Thank you, but I believe the most important factor to be a page's Page Rank, which is why I said "several factors are at influence, with the strongest being any external links in" As generally a link into a page will be enough to give it some thing to stay out of Supplemental. "then internal page rank distribution and then the uniqueness of each page." As it happens, I'm softening to the position of mvandemar with regard to page rank being the sole factor. Nonetheless keeping each page title, and meta tags unique and relevant is a factor in the pages ranking independent of the Supplemental Index and should be practiced regardless.

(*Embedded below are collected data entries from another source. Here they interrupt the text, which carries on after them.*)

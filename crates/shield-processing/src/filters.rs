//! Zero-phase IIR filters for biosignal conditioning
//!
//! Filters are designed as cascades of second-order sections and always run
//! forward-backward, so the net phase shift is zero and event timing in the
//! conditioned signal matches the recording.

use crate::processor::{for_each_channel, SignalProcessor};
use num_complex::Complex64;
use serde::{Deserialize, Serialize};
use shield_core::{SampleMatrix, ShieldError, ShieldResult};
use std::f64::consts::PI;
use tracing::trace;

/// Poles with an imaginary part below this are treated as real
const REAL_POLE_TOLERANCE: f64 = 1e-12;

/// Second-order section with `a0` normalised to 1.
///
/// Transfer function:
/// `H(z) = (b0 + b1 z^-1 + b2 z^-2) / (1 + a1 z^-1 + a2 z^-2)`
#[derive(Debug, Clone, Copy, PartialEq, Serialize, Deserialize)]
pub struct Biquad {
    pub b0: f64,
    pub b1: f64,
    pub b2: f64,
    pub a1: f64,
    pub a2: f64,
}

impl Biquad {
    /// Complex response at normalised angular frequency `omega` (rad/sample)
    pub fn response(&self, omega: f64) -> Complex64 {
        let z1 = Complex64::from_polar(1.0, -omega);
        let z2 = z1 * z1;
        let num = self.b0 + z1 * self.b1 + z2 * self.b2;
        let den = 1.0 + z1 * self.a1 + z2 * self.a2;
        num / den
    }

    fn dc_gain(&self) -> f64 {
        let den = 1.0 + self.a1 + self.a2;
        if den.abs() < f64::EPSILON {
            return 0.0;
        }
        (self.b0 + self.b1 + self.b2) / den
    }

    /// Transposed direct form II state reached after a long run of constant
    /// input `level`.
    fn steady_state(&self, level: f64) -> [f64; 2] {
        let out = level * self.dc_gain();
        let z1 = self.b2 * level - self.a2 * out;
        let z0 = self.b1 * level - self.a1 * out + z1;
        [z0, z1]
    }

    #[inline]
    fn step(&self, x: f64, state: &mut [f64; 2]) -> f64 {
        let y = self.b0 * x + state[0];
        state[0] = self.b1 * x - self.a1 * y + state[1];
        state[1] = self.b2 * x - self.a2 * y;
        y
    }
}

/// Cascade of second-order sections
#[derive(Debug, Clone, PartialEq, Serialize, Deserialize)]
pub struct SosFilter {
    sections: Vec<Biquad>,
}

impl SosFilter {
    pub fn new(sections: Vec<Biquad>) -> ShieldResult<Self> {
        if sections.is_empty() {
            return Err(ShieldError::filter_config("filter has no sections"));
        }
        Ok(Self { sections })
    }

    pub fn sections(&self) -> &[Biquad] {
        &self.sections
    }

    /// Number of edge samples reflected on each side by [`Self::filtfilt`]
    /// for a long enough signal
    pub fn pad_len(&self) -> usize {
        3 * (2 * self.sections.len() + 1)
    }

    /// Complex response at `hz` for sample rate `fs`
    pub fn frequency_response(&self, hz: f64, fs: f64) -> Complex64 {
        let omega = 2.0 * PI * hz / fs;
        self.sections
            .iter()
            .fold(Complex64::new(1.0, 0.0), |acc, s| acc * s.response(omega))
    }

    /// Magnitude response at `hz` for sample rate `fs`
    pub fn magnitude_at(&self, hz: f64, fs: f64) -> f64 {
        self.frequency_response(hz, fs).norm()
    }

    /// Per-section state for a unit step settled at steady state
    fn unit_initial_state(&self) -> Vec<[f64; 2]> {
        let mut level = 1.0;
        self.sections
            .iter()
            .map(|section| {
                let state = section.steady_state(level);
                level *= section.dc_gain();
                state
            })
            .collect()
    }

    /// Causal filtering in place, starting from `unit_state * scale`
    fn run(&self, data: &mut [f64], unit_state: &[[f64; 2]], scale: f64) {
        let mut states: Vec<[f64; 2]> = unit_state
            .iter()
            .map(|s| [s[0] * scale, s[1] * scale])
            .collect();

        for sample in data.iter_mut() {
            let mut x = *sample;
            for (section, state) in self.sections.iter().zip(states.iter_mut()) {
                x = section.step(x, state);
            }
            *sample = x;
        }
    }

    /// Forward-backward filtering with zero net phase.
    ///
    /// The signal is extended at both ends by odd reflection about its end
    /// points, `pad_len()` samples on each side (fewer if the signal is
    /// shorter), and each pass starts from the steady state for its first
    /// sample. Output length equals input length.
    pub fn filtfilt(&self, input: &[f64]) -> Vec<f64> {
        let n = input.len();
        if n == 0 {
            return Vec::new();
        }

        let pad = self.pad_len().min(n - 1);
        let first = input[0];
        let last = input[n - 1];

        let mut ext = Vec::with_capacity(n + 2 * pad);
        ext.extend((1..=pad).rev().map(|i| 2.0 * first - input[i]));
        ext.extend_from_slice(input);
        ext.extend((1..=pad).map(|i| 2.0 * last - input[n - 1 - i]));

        let zi = self.unit_initial_state();

        let start = ext[0];
        self.run(&mut ext, &zi, start);
        ext.reverse();

        let start = ext[0];
        self.run(&mut ext, &zi, start);
        ext.reverse();

        trace!(samples = n, pad, sections = self.sections.len(), "filtfilt");

        ext.drain(pad..pad + n).collect()
    }
}

fn validate_sample_rate(fs: f64) -> ShieldResult<f64> {
    if !fs.is_finite() || fs <= 0.0 {
        return Err(ShieldError::filter_config(format!(
            "sample rate must be positive, got {fs}"
        )));
    }
    Ok(fs / 2.0)
}

/// Digital Butterworth band-pass of the given order.
///
/// The band edges are pre-warped, the analog low-pass prototype is shifted
/// to the band and mapped with the bilinear transform. The result has
/// `order` sections (filter order `2 * order`) and unit gain at the
/// geometric centre of the band.
pub fn butterworth_bandpass(low_hz: f64, high_hz: f64, fs: f64, order: usize) -> ShieldResult<SosFilter> {
    let nyquist = validate_sample_rate(fs)?;
    if order == 0 {
        return Err(ShieldError::filter_config("filter order must be at least 1"));
    }
    if !(low_hz.is_finite() && high_hz.is_finite()) || low_hz <= 0.0 || high_hz >= nyquist {
        return Err(ShieldError::filter_config(format!(
            "band {low_hz}..{high_hz} Hz must lie inside (0, {nyquist}) Hz"
        )));
    }
    if low_hz >= high_hz {
        return Err(ShieldError::filter_config(format!(
            "low cutoff {low_hz} Hz must be below high cutoff {high_hz} Hz"
        )));
    }

    let warped_low = (PI * low_hz / fs).tan();
    let warped_high = (PI * high_hz / fs).tan();
    let center = (warped_low * warped_high).sqrt();
    let bandwidth = warped_high - warped_low;

    let mut complex_poles = Vec::with_capacity(order);
    let mut real_poles = Vec::new();

    for k in 0..order {
        let theta = PI * (2 * k + 1 + order) as f64 / (2 * order) as f64;
        let half = Complex64::from_polar(1.0, theta) * (bandwidth / 2.0);
        let root = (half * half - center * center).sqrt();

        for s in [half + root, half - root] {
            let z = (1.0 + s) / (1.0 - s);
            if z.im > REAL_POLE_TOLERANCE {
                complex_poles.push(z);
            } else if z.im.abs() <= REAL_POLE_TOLERANCE {
                real_poles.push(z.re);
            }
        }
    }

    // each section carries one zero at z = 1 and one at z = -1
    let section = |a1: f64, a2: f64| Biquad {
        b0: 1.0,
        b1: 0.0,
        b2: -1.0,
        a1,
        a2,
    };

    let mut sections: Vec<Biquad> = complex_poles
        .iter()
        .map(|p| section(-2.0 * p.re, p.norm_sqr()))
        .collect();

    real_poles.sort_by(f64::total_cmp);
    sections.extend(
        real_poles
            .chunks_exact(2)
            .map(|pair| section(-(pair[0] + pair[1]), pair[0] * pair[1])),
    );

    let mut filter = SosFilter::new(sections)?;

    let center_omega = 2.0 * center.atan();
    let gain = filter
        .sections
        .iter()
        .fold(Complex64::new(1.0, 0.0), |acc, s| acc * s.response(center_omega))
        .norm();
    if gain > 0.0 && gain.is_finite() {
        let first = &mut filter.sections[0];
        first.b0 /= gain;
        first.b1 /= gain;
        first.b2 /= gain;
    }

    Ok(filter)
}

/// Second-order IIR notch at `center_hz`; the -3 dB width is
/// `center_hz / quality`.
pub fn iir_notch(center_hz: f64, quality: f64, fs: f64) -> ShieldResult<SosFilter> {
    let nyquist = validate_sample_rate(fs)?;
    if !center_hz.is_finite() || center_hz <= 0.0 || center_hz >= nyquist {
        return Err(ShieldError::filter_config(format!(
            "notch frequency {center_hz} Hz must lie inside (0, {nyquist}) Hz"
        )));
    }
    if !quality.is_finite() || quality <= 0.0 {
        return Err(ShieldError::filter_config(format!(
            "quality factor must be positive, got {quality}"
        )));
    }

    let omega = PI * center_hz / nyquist;
    let width = omega / quality;
    let gain = 1.0 / (1.0 + (width / 2.0).tan());
    let cos = omega.cos();

    SosFilter::new(vec![Biquad {
        b0: gain,
        b1: -2.0 * gain * cos,
        b2: gain,
        a1: -2.0 * gain * cos,
        a2: 2.0 * gain - 1.0,
    }])
}

/// Zero-phase band-pass applied to every channel independently
pub fn band_limit(
    matrix: &SampleMatrix<f64>,
    fs: f64,
    low_hz: f64,
    high_hz: f64,
    order: usize,
) -> ShieldResult<SampleMatrix<f64>> {
    BandPassFilter::new(low_hz, high_hz, order, fs)?.process(matrix)
}

/// Zero-phase notch applied to every channel independently
pub fn reject_narrow_band(
    matrix: &SampleMatrix<f64>,
    fs: f64,
    center_hz: f64,
    quality: f64,
) -> ShieldResult<SampleMatrix<f64>> {
    NotchFilter::new(center_hz, quality, fs)?.process(matrix)
}

/// Butterworth band-pass stage
#[derive(Debug, Clone)]
pub struct BandPassFilter {
    low_hz: f64,
    high_hz: f64,
    filter: SosFilter,
}

impl BandPassFilter {
    pub fn new(low_hz: f64, high_hz: f64, order: usize, fs: f64) -> ShieldResult<Self> {
        Ok(Self {
            low_hz,
            high_hz,
            filter: butterworth_bandpass(low_hz, high_hz, fs, order)?,
        })
    }

    pub fn band(&self) -> (f64, f64) {
        (self.low_hz, self.high_hz)
    }

    pub fn sos(&self) -> &SosFilter {
        &self.filter
    }
}

impl SignalProcessor for BandPassFilter {
    fn process(&self, input: &SampleMatrix<f64>) -> ShieldResult<SampleMatrix<f64>> {
        for_each_channel(input, |channel| self.filter.filtfilt(channel))
    }

    fn name(&self) -> &str {
        "bandpass"
    }
}

/// Mains-interference notch stage
#[derive(Debug, Clone)]
pub struct NotchFilter {
    center_hz: f64,
    filter: SosFilter,
}

impl NotchFilter {
    pub fn new(center_hz: f64, quality: f64, fs: f64) -> ShieldResult<Self> {
        Ok(Self {
            center_hz,
            filter: iir_notch(center_hz, quality, fs)?,
        })
    }

    pub fn center_hz(&self) -> f64 {
        self.center_hz
    }

    pub fn sos(&self) -> &SosFilter {
        &self.filter
    }
}

impl SignalProcessor for NotchFilter {
    fn process(&self, input: &SampleMatrix<f64>) -> ShieldResult<SampleMatrix<f64>> {
        for_each_channel(input, |channel| self.filter.filtfilt(channel))
    }

    fn name(&self) -> &str {
        "notch"
    }
}
//! Periodogram helpers for judging conditioning results

use rustfft::{num_complex::Complex, FftPlanner};

/// One-sided power spectrum of a real signal.
///
/// Bin `k` sits at `k * bin_hz`. Powers are scaled so they sum to the mean
/// square of the signal, which makes a sine of amplitude `A` on an exact
/// bin read `A^2 / 2`.
#[derive(Debug, Clone, PartialEq)]
pub struct PowerSpectrum {
    bin_hz: f64,
    power: Vec<f64>,
}

impl PowerSpectrum {
    /// Periodogram of `data` at its natural length, no windowing or padding
    pub fn compute(data: &[f64], fs: f64) -> Self {
        let n = data.len();
        if n == 0 {
            return Self {
                bin_hz: 0.0,
                power: Vec::new(),
            };
        }

        let mut planner = FftPlanner::<f64>::new();
        let fft = planner.plan_fft_forward(n);

        let mut buffer: Vec<Complex<f64>> = data.iter().map(|&x| Complex::new(x, 0.0)).collect();
        fft.process(&mut buffer);

        let scale = 1.0 / (n as f64 * n as f64);
        let power = buffer[..=n / 2]
            .iter()
            .enumerate()
            .map(|(k, c)| {
                let mirrored = k != 0 && 2 * k != n;
                let p = c.norm_sqr() * scale;
                if mirrored {
                    2.0 * p
                } else {
                    p
                }
            })
            .collect();

        Self {
            bin_hz: fs / n as f64,
            power,
        }
    }

    pub fn bin_hz(&self) -> f64 {
        self.bin_hz
    }

    pub fn bins(&self) -> &[f64] {
        &self.power
    }

    /// Power of the bin nearest to `hz`
    pub fn at(&self, hz: f64) -> f64 {
        if self.power.is_empty() || self.bin_hz <= 0.0 {
            return 0.0;
        }
        let index = (hz / self.bin_hz).round().max(0.0) as usize;
        self.power[index.min(self.power.len() - 1)]
    }

    /// Total power of the bins between `low_hz` and `high_hz` inclusive
    pub fn band(&self, low_hz: f64, high_hz: f64) -> f64 {
        self.power
            .iter()
            .enumerate()
            .filter(|(k, _)| {
                let f = *k as f64 * self.bin_hz;
                f >= low_hz && f <= high_hz
            })
            .map(|(_, p)| p)
            .sum()
    }
}

/// Power of `channel` at the bin nearest to `hz`
pub fn power_at(channel: &[f64], fs: f64, hz: f64) -> f64 {
    PowerSpectrum::compute(channel, fs).at(hz)
}

/// Power of `channel` between `low_hz` and `high_hz`
pub fn band_power(channel: &[f64], fs: f64, low_hz: f64, high_hz: f64) -> f64 {
    PowerSpectrum::compute(channel, fs).band(low_hz, high_hz)
}

/// Ratio of `after` to `before` in decibels; infinite attenuation reads
/// as `f64::NEG_INFINITY`
pub fn attenuation_db(before: f64, after: f64) -> f64 {
    if before <= 0.0 {
        return 0.0;
    }
    10.0 * (after / before).log10()
}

Absolutely... please note guys, I'm not saying that there aren't other problems with duplicate content, or that I have any idea what effect it will have on other search engines... I'm only saying it doesn't cause supps, and the only reason I'm saying it is to try and help people avoid wasting efforts on something that isn't going to matter anyways. -Michael
sorry it is while, missed the thread answers. in reference to my point on the same title and tags etc. my understanding of the supp index is that the pages do not have enough value to be indexed properly. one of the main causes is duplication, another being hardly any content, another being no links. there is not one single solution here but there are some no no's. the no no's for me are duplicating the tags and titles. as someone has mentioned, it is not the single solution to remove but is definately a reason they are in there. if a page has unique tags, title, content and some back links and some good internal linking then it should not be in supplemental. those who are frantically changing tags and expecting a result tomorrow, this is very unlikely to happen, as with most SEO stuff, you need to follow the basics and do them all to avoid some of the issues. if you have struggling pages then do a bottom up review of your site. there was a comment about Aaron Wall earlier, a lot of SEO is about opinion or interpretation of guidelines. Aaron has some very good stuff but he differs to someone like Matt Cutts or Dan Theis on certain things. Who is right? Who is wrong?
That in a nutshell is why I love SEO. You can experiment, get some data via results & hopefully logical inference and come up with theories as to the hows and whys of getting something to rank and how to deal with special circumstances such as the Supplemental Index. However no two sites are the same - no two pages are the same - and so we may get different conclusions from the evidence & experience gathered. I don't know how many times I've thought I've discovered the "secret sauce" only to have the same technique do nothing on another site.